Punto de Encuentro

Injerencia política en la Policía (primera parte)

Danilo Guevara Zegarra[1]

La democracia es el gobierno de las leyes que, una vez establecidas, someten principalmente a los gobernantes que tienen en la norma una limitante al poder que ejercen. La democracia es también división y respeto por los poderes públicos que actúan dentro de ese gran estatuto que es la Constitución Política.

En este marco, corresponde a la Policía, dentro de otras funciones, obedecer y hacer cumplir las leyes y dentro de ellas, los mandatos de las autoridades judiciales.

En España, la Benemérita Guardia Civil es la institución que goza de  mayor credibilidad y confianza ciudadanas, sitial que ha conquistado a pesar de todas las vicisitudes que ha debido atravesar a lo largo de la inquietante historia peninsular.

Tal es el anclaje que tiene la Benemérita que incluso los gobiernos socialistas que llegaron al poder impregnados de la poca simpatía que tienen por el franquismo, al cual se la ha asociado frecuentemente, terminaron admirándola por su temple, vocación de servicio y alta efectividad funcional.

Hoy en día, la política española está remecida por un suceso que pone en evidencia el espíritu avasallador del autoritarismo, la fortaleza de las instituciones y la propia consistencia de la democracia.

Veamos. El 8 de marzo último, en plena pandemia, se realizó en calles madrileñas una marcha multitudinaria para celebrar el Día Internacional de la Mujer. Sobre este suceso, la jueza Carmen Rodríguez-Medel, ha abierto una investigación para determinar los niveles de responsabilidad de quienes fomentaron una manifestación que contribuyó a la fatal propagación del virus.

En el curso del proceso, la magistrada encargó a la Guardia Civil que indague la actuación del gobierno en la marcha del 8M la misma que se realizó pese a diversas advertencias públicas que se hicieron por el inminente riesgo de contagio que conllevaba. En cumplimiento de este mandato, la Comandancia de la GC de Madrid, jefaturada por el coronel Diego Pérez de los Cobos, emitió al juzgado una serie de informes con el resultado de sus averiguaciones.

Los indicios señalan que el ministro del Interior, Fernando Grande-Marlaska, pidió conocer el contenido de documentos que pueden tener una fuerte carga acusatoria contra personajes encumbrados del gobierno. La respuesta del coronel Pérez de los Cobos fue de absoluta negativa debido a que la jueza había la ordenado que la Guardia Civil “guarde rigurosa reserva sobre las investigaciones encomendadas”.

La respuesta de Marlaska fue separar del cargo a Pérez de los Cobos. Ante este atropello, el director adjunto de Operaciones, general Laurentino Ceña dimitió a su cargo a la par que el Mando de Operaciones, teniente general Fernando Santafé, era relevado.

Pérez de los Cobos pudo en secreto filtrar los informes al gobierno del cual depende.
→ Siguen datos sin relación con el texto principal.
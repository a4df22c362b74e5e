//! AI task synthesis: turn a raw requirements document into a batch of
//! unapproved tasks, assigned against the current developer roster.

pub mod gemini;
pub mod generate;
pub mod parse;
pub mod prompt;

pub use gemini::GeminiClient;
pub use generate::{generate_tasks, list_models};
Pudo congraciarse con el poder político que tiene los instrumentos para privilegiarlo o destruirlo. Ya sabemos el difícil camino que eligió. Pero también ya sabemos de qué materiales está hecho el prestigio de la Benemérita que fundó el duque de Ahumada en 1844.

[1] Danilo Guevara Zegarra, es general de la PNP en retiro. Ha sido viceministro del Interior y director de la DINI.